Collected data entries:
____

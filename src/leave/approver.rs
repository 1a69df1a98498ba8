use std::fmt;
use std::sync::Arc;

use crate::leave::error::LeaveError;
use crate::model::employee::Employee;
use crate::model::leave_application::LeaveApplication;
use crate::store::EmployeeDirectory;

/// Who is performing a transition. `System` is the scheduler's identity and
/// bypasses the line-manager check.
#[derive(Debug, Clone, Copy, PartialEq, Eq)]
pub enum Actor {
    Employee(u64),
    System,
}

impl Actor {
    pub fn employee_id(self) -> Option<u64> {
        match self {
            Actor::Employee(id) => Some(id),
            Actor::System => None,
        }
    }

    pub fn is_system(self) -> bool {
        matches!(self, Actor::System)
    }
}

impl fmt::Display for Actor {
    fn fmt(&self, f: &mut fmt::Formatter<'_>) -> fmt::Result {
        match self {
            Actor::Employee(id) => write!(f, "employee:{id}"),
            Actor::System => write!(f, "system"),
        }
    }
}

/// Maps an employee to the one line manager allowed to decide their leave.
#[derive(Clone)]
pub struct ApproverResolver {
    directory: Arc<dyn EmployeeDirectory>,
}

impl ApproverResolver {
    pub fn new(directory: Arc<dyn EmployeeDirectory>) -> Self {
        Self { directory }
    }

    pub async fn resolve(&self, employee_id: u64) -> Result<u64, LeaveError> {
        let employee = self
            .directory
            .employee(employee_id)
            .await?
            .ok_or_else(|| LeaveError::not_found("employee", employee_id))?;
        self.resolve_for(&employee).await
    }

    /// Never falls back to HR: a missing or deleted manager is an error.
    pub async fn resolve_for(&self, employee: &Employee) -> Result<u64, LeaveError> {
        let manager_id = employee
            .line_manager_id
            .ok_or(LeaveError::NoManagerAssigned {
                employee_id: employee.id,
            })?;

        match self.directory.employee(manager_id).await? {
            Some(manager) if !manager.is_deleted => Ok(manager.id),
            _ => Err(LeaveError::ManagerInactive {
                employee_id: employee.id,
                manager_id,
            }),
        }
    }

    /// Line-manager relation only; roles are checked elsewhere.
    pub async fn can_approve(
        &self,
        actor_id: u64,
        application: &LeaveApplication,
    ) -> Result<bool, LeaveError> {
        match self.resolve(application.employee_id).await {
            Ok(approver_id) => Ok(approver_id == actor_id),
            Err(LeaveError::NoManagerAssigned { .. } | LeaveError::ManagerInactive { .. }) => {
                Ok(false)
            }
            Err(other) => Err(other),
        }
    }
}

____

§ **WORK REQUIRED**
Copy out the data shown above in full. Match it exactly.

§ **ANSWER BOX**
filename src/leave/approver.rs
repository 1a69df1a98498ba8
use std::fmt;
use std::sync::Arc;

use crate::leave::error::LeaveError;
use crate::model::employee::Employee;
use crate::model::leave_application::LeaveApplication;
use crate::store::EmployeeDirectory;

/// Who is performing a transition. `System` is the scheduler's identity and
/// bypasses the line-manager check.
#[derive(Debug, Clone, Copy, PartialEq, Eq)]
pub enum Actor {
    Employee(u64),
    System,
}

impl Actor {
    pub fn employee_id(self) -> Option<u64> {
        match self {
            Actor::Employee(id) => Some(id),
            Actor::System => None,
        }
    }

    pub fn is_system(self) -> bool {
        matches!(self, Actor::System)
    }
}

impl fmt::Display for Actor {
    fn fmt(&self, f: &mut fmt::Formatter<'_>) -> fmt::Result {
        match self {
            Actor::Employee(id) => write!(f, "employee:{id}"),
            Actor::System => write!(f, "system"),
        }
    }
}

/// Maps an employee to the one line manager allowed to decide their leave.
#[derive(Clone)]
pub struct ApproverResolver {
    directory: Arc<dyn EmployeeDirectory>,
}

impl ApproverResolver {
    pub fn new(directory: Arc<dyn EmployeeDirectory>) -> Self {
        Self { directory }
    }

    pub async fn resolve(&self, employee_id: u64) -> Result<u64, LeaveError> {
        let employee = self
            .directory
            .employee(employee_id)
            .await?
            .ok_or_else(|| LeaveError::not_found("employee", employee_id))?;
        self.resolve_for(&employee).await
    }

    /// Never falls back to HR: a missing or deleted manager is an error.
    pub async fn resolve_for(&self, employee: &Employee) -> Result<u64, LeaveError> {
        let manager_id = employee
            .line_manager_id
            .ok_or(LeaveError::NoManagerAssigned {
                employee_id: employee.id,
            })?;

        match self.directory.employee(manager_id).await? {
            Some(manager) if !manager.is_deleted => Ok(manager.id),
            _ => Err(LeaveError::ManagerInactive {
                employee_id: employee.id,
                manager_id,
            }),
        }
    }

    /// Line-manager relation only; roles are checked elsewhere.
    pub async fn can_approve(
        &self,
        actor_id: u64,
        application: &LeaveApplication,
    ) -> Result<bool, LeaveError> {
        match self.resolve(application.employee_id).await {
            Ok(approver_id) => Ok(approver_id == actor_id),
            Err(LeaveError::NoManagerAssigned { .. } | LeaveError::ManagerInactive { .. }) => {
                Ok(false)
            }
            Err(other) => Err(other),
        }
    }
}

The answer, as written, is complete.